Estimating concentrations of essential omega-3 fatty acids in the ocean: supply and demand

Vertebrates have a universal requirement for essential fatty acids (FAs), but in the ocean these FAs are synthesized only by phytoplankton. All other marine organisms must source their essential FA directly from phytoplankton or indirectly through the food web. Thus, the growth and abundance of all organisms in the marine ecosystem is constrained not just by the rate of carbon fixation in photosynthesis but also by the rate of synthesis of essential FAs. Despite the significance of this controlling step, we have had until now only very limited knowledge of the amount, distribution and rate of synthesis of essential FAs in the sea. Here, we report results on the quantity of a specific essential omega-3 FA, eicosapentaenoic acid (EPA) in the ocean, obtained with a novel application of ocean-colour data collected by remote sensing. Using in situ samples collected in the Northwest Atlantic, we developed a simple model to describe the relationship between total FAs and total chlorophyll-a.
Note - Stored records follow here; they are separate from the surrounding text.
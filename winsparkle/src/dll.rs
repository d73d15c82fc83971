//! Process-wide WinSparkle library handle and symbol table.
//!
//! The DLL is loaded at most once per process, lazily on the first call
//! into the API. Exports are resolved by name on first use and cached.
//! Load and resolution failures are configuration errors (wrong deployment,
//! wrong DLL) and are fatal at that first use, mirroring how the native
//! library itself treats a broken install.

use std::collections::BTreeMap;
use std::env;
use std::mem;
use std::path::{Path, PathBuf};
use std::sync::{Mutex, OnceLock};

use libloading::Library;
use tracing::debug;

/// Name the dynamic loader resolves when no explicit path was set.
pub const LIBRARY_NAME: &str = "WinSparkle.dll";

static LIBRARY: OnceLock<Library> = OnceLock::new();
static LIBRARY_PATH: Mutex<Option<PathBuf>> = Mutex::new(None);
static SYMBOLS: Mutex<BTreeMap<&'static str, usize>> = Mutex::new(BTreeMap::new());

/// Overrides the location the DLL is loaded from.
///
/// Takes effect only if called before the first call into the WinSparkle
/// API; once the library is loaded the handle lives for the rest of the
/// process.
pub fn set_library_path(path: impl Into<PathBuf>) {
    *LIBRARY_PATH.lock().unwrap() = Some(path.into());
}

/// Prepends `dir` to the dynamic loader's search path (`PATH`) so that
/// [`LIBRARY_NAME`] can later be resolved by name.
///
/// This is the hook for packagers that ship the DLL next to (or extracted
/// by) the application rather than installing it system-wide.
pub fn prepend_search_path(dir: &Path) {
    let mut paths = vec![dir.to_path_buf()];
    if let Some(existing) = env::var_os("PATH") {
        paths.extend(env::split_paths(&existing));
    }
    let joined = env::join_paths(paths).unwrap_or_else(|err| {
        panic!("cannot prepend {} to PATH: {err}", dir.display());
    });
    env::set_var("PATH", joined);
}

fn library() -> &'static Library {
    LIBRARY.get_or_init(|| {
        let path = LIBRARY_PATH
            .lock()
            .unwrap()
            .clone()
            .unwrap_or_else(|| PathBuf::from(LIBRARY_NAME));
        debug!(path = %path.display(), "loading WinSparkle library");
        match unsafe { Library::new(&path) } {
            Ok(library) => library,
            Err(err) => panic!("failed to load {}: {err}", path.display()),
        }
    })
}

/// Resolves the export `name` to a typed function pointer, caching the
/// address after the first lookup.
///
/// Panics if the export is missing; calling a build of the DLL that lacks
/// an export is a deployment error, not a runtime condition.
pub(crate) fn sym<T: Copy>(name: &'static str) -> T {
    assert_eq!(
        mem::size_of::<T>(),
        mem::size_of::<usize>(),
        "sym only resolves function pointers"
    );

    let mut cache = SYMBOLS.lock().unwrap();
    let address = match cache.get(name) {
        Some(&address) => address,
        None => {
            let address = unsafe {
                let pointer: libloading::Symbol<'_, *mut std::ffi::c_void> = library()
                    .get(name.as_bytes())
                    .unwrap_or_else(|err| panic!("unresolved WinSparkle export `{name}`: {err}"));
                *pointer as usize
            };
            debug!(name, address, "resolved WinSparkle export");
            cache.insert(name, address);
            address
        }
    };

    // The cache stores raw addresses; the caller names the signature.
    unsafe { mem::transmute_copy(&address) }
}

#[cfg(test)]
mod tests {
    use super::*;

    #[test]
    fn test_prepend_search_path_puts_dir_first() {
        let dir = tempfile::TempDir::new().unwrap();
        prepend_search_path(dir.path());

        let path = env::var_os("PATH").unwrap();
        let first = env::split_paths(&path).next().unwrap();
        assert_eq!(first, dir.path());
    }
}
//! End-to-end tests against the real WinSparkle.dll.
//!
//! These drive the native update engine against a local appcast feed and
//! observe the outcome through the registered callbacks. They need
//! `WinSparkle.dll` resolvable on the library search path, so they are
//! ignored by default; run them with `cargo test -- --ignored` on a
//! machine that ships the DLL.

#![cfg(windows)]

use std::collections::HashMap;
use std::io::{Read, Write};
use std::net::TcpListener;
use std::sync::mpsc;
use std::sync::{Arc, Mutex};
use std::thread;
use std::time::Duration;

/// The engine is process-global state, so the tests must not interleave.
static ENGINE: Mutex<()> = Mutex::new(());

fn setup() -> std::sync::MutexGuard<'static, ()> {
    let _ = tracing_subscriber::fmt()
        .with_env_filter(tracing_subscriber::EnvFilter::from_default_env())
        .try_init();
    ENGINE.lock().unwrap()
}

/// Serves a minimal appcast advertising `version` on a local port and
/// returns the feed URL. The server thread lives until the process exits.
fn feed_server(version: &str) -> String {
    let listener = TcpListener::bind("127.0.0.1:0").unwrap();
    let addr = listener.local_addr().unwrap();
    let body = format!(
        concat!(
            r#"<?xml version="1.0" encoding="utf-8"?>"#,
            r#"<rss version="2.0" xmlns:sparkle="http://www.andymatuschak.org/xml-namespaces/sparkle">"#,
            "<channel><title>Test Appcast</title><language>en</language><item>",
            "<title>Version {version}</title>",
            r#"<enclosure sparkle:version="{version}" url="http://{addr}/install.msi" length="0" type="application/octet-stream"/>"#,
            "</item></channel></rss>"
        ),
        version = version,
        addr = addr,
    );
    thread::spawn(move || {
        for stream in listener.incoming() {
            let Ok(mut stream) = stream else { continue };
            // Drain the request headers before answering.
            let mut buf = [0u8; 4096];
            let _ = stream.read(&mut buf);
            let response = format!(
                "HTTP/1.1 200 OK\r\nContent-Type: application/xml\r\nContent-Length: {}\r\nConnection: close\r\n\r\n{}",
                body.len(),
                body
            );
            let _ = stream.write_all(response.as_bytes());
        }
    });
    format!("http://{addr}/appcast.xml")
}

fn expect_event(rx: &mpsc::Receiver<&'static str>, event: &str) {
    match rx.recv_timeout(Duration::from_secs(5)) {
        Ok(received) => assert_eq!(received, event),
        Err(_) => panic!("timed out waiting for {event} callback"),
    }
}

#[test]
#[ignore = "requires WinSparkle.dll on the library search path"]
fn last_check_time_advances_after_check() {
    let _engine = setup();

    winsparkle::set_app_details("Test", "Test", "1.0");
    winsparkle::set_appcast_url(&feed_server("1.0"));

    let before = winsparkle::get_last_check_time();

    winsparkle::init();
    winsparkle::check_update_without_ui();
    thread::sleep(Duration::from_secs(1));

    let after = winsparkle::get_last_check_time();
    assert!(after > before, "check should update the last-check time");

    winsparkle::cleanup();
}

#[test]
#[ignore = "requires WinSparkle.dll on the library search path"]
fn newer_version_fires_did_find_update() {
    let _engine = setup();

    winsparkle::set_app_details("Test", "Test", "1.0.0");
    winsparkle::set_appcast_url(&feed_server("2.0.0"));

    let (tx, rx) = mpsc::channel();
    let found = tx.clone();
    winsparkle::set_did_find_update_callback(move || {
        let _ = found.send("did-find-update");
    });
    winsparkle::set_did_not_find_update_callback(move || {
        let _ = tx.send("did-not-find-update");
    });

    winsparkle::init();
    winsparkle::check_update_without_ui();

    expect_event(&rx, "did-find-update");
    winsparkle::cleanup();
}

#[test]
#[ignore = "requires WinSparkle.dll on the library search path"]
fn same_version_fires_did_not_find_update() {
    let _engine = setup();

    winsparkle::set_app_details("Test", "Test", "1.0");
    winsparkle::set_appcast_url(&feed_server("1.0"));

    let (tx, rx) = mpsc::channel();
    let found = tx.clone();
    winsparkle::set_did_find_update_callback(move || {
        let _ = found.send("did-find-update");
    });
    winsparkle::set_did_not_find_update_callback(move || {
        let _ = tx.send("did-not-find-update");
    });

    winsparkle::init();
    winsparkle::check_update_without_ui();

    expect_event(&rx, "did-not-find-update");
    winsparkle::cleanup();
}

#[test]
#[ignore = "requires WinSparkle.dll on the library search path"]
fn unreachable_feed_fires_error_callback() {
    let _engine = setup();

    winsparkle::set_app_details("Test", "Test", "1.0");
    winsparkle::set_appcast_url("http://127.0.0.1:1/appcast.xml");

    let (tx, rx) = mpsc::channel();
    let errored = tx.clone();
    winsparkle::set_error_callback(move || {
        let _ = errored.send("error");
    });
    winsparkle::set_did_find_update_callback({
        let tx = tx.clone();
        move || {
            let _ = tx.send("did-find-update");
        }
    });
    winsparkle::set_did_not_find_update_callback(move || {
        let _ = tx.send("did-not-find-update");
    });

    winsparkle::init();
    winsparkle::check_update_without_ui();

    expect_event(&rx, "error");
    winsparkle::cleanup();
}

#[test]
#[ignore = "requires WinSparkle.dll on the library search path"]
fn install_flow_queries_can_shutdown() {
    let _engine = setup();

    winsparkle::set_app_details("Test", "Test", "1.0.0");
    winsparkle::set_appcast_url(&feed_server("2.0.0"));

    let (tx, rx) = mpsc::channel();
    winsparkle::set_can_shutdown_callback(move || {
        let _ = tx.send("can-shutdown");
        true
    });

    winsparkle::init();
    winsparkle::check_update_with_ui_and_install();

    expect_event(&rx, "can-shutdown");
    winsparkle::cleanup();
}

#[test]
#[ignore = "requires WinSparkle.dll on the library search path"]
fn setter_round_trips_through_config_store() {
    #[derive(Default)]
    struct SharedStore {
        entries: Mutex<HashMap<String, String>>,
    }

    impl winsparkle::ConfigStore for Arc<SharedStore> {
        fn read(&self, name: &str) -> Option<String> {
            self.entries.lock().unwrap().get(name).cloned()
        }
        fn write(&self, name: &str, value: &str) -> bool {
            self.entries
                .lock()
                .unwrap()
                .insert(name.to_string(), value.to_string());
            true
        }
        fn delete(&self, name: &str) -> bool {
            self.entries.lock().unwrap().remove(name).is_some()
        }
    }

    let _engine = setup();

    let store = Arc::new(SharedStore::default());
    winsparkle::set_config_store(store.clone());
    winsparkle::set_app_details("Test", "Test", "1.0");
    winsparkle::set_appcast_url(&feed_server("1.0"));

    winsparkle::init();
    winsparkle::set_automatic_check_for_updates(true);

    // The setter must have persisted through our store, not the registry,
    // and the getter must observe the same value back through it.
    assert!(!store.entries.lock().unwrap().is_empty());
    assert!(winsparkle::get_automatic_check_for_updates());

    winsparkle::cleanup();
}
We refined these by examining the relationships of FAs produced predominantly by diatoms with the fraction of total chlorophyll-a derived from diatoms. These models were then applied to satellite data to map the distribution of EPA relative to diatom carbon in the Northwest Atlantic. With extrapolation to the global oceans, we were able to provide a first estimate of annual production of EPA, which demonstrated that the supply was barely sufficient to meet the nutritional demand of the world population in the present day; as the world population increases, this resource may become inadequate to meet those demands. This approach will allow us to begin to address issues such as the budget of essential FAs in the ocean and the maximum sustainable rate at which these FAs could be harvested from the ocean without compromising the integrity of the marine ecosystem.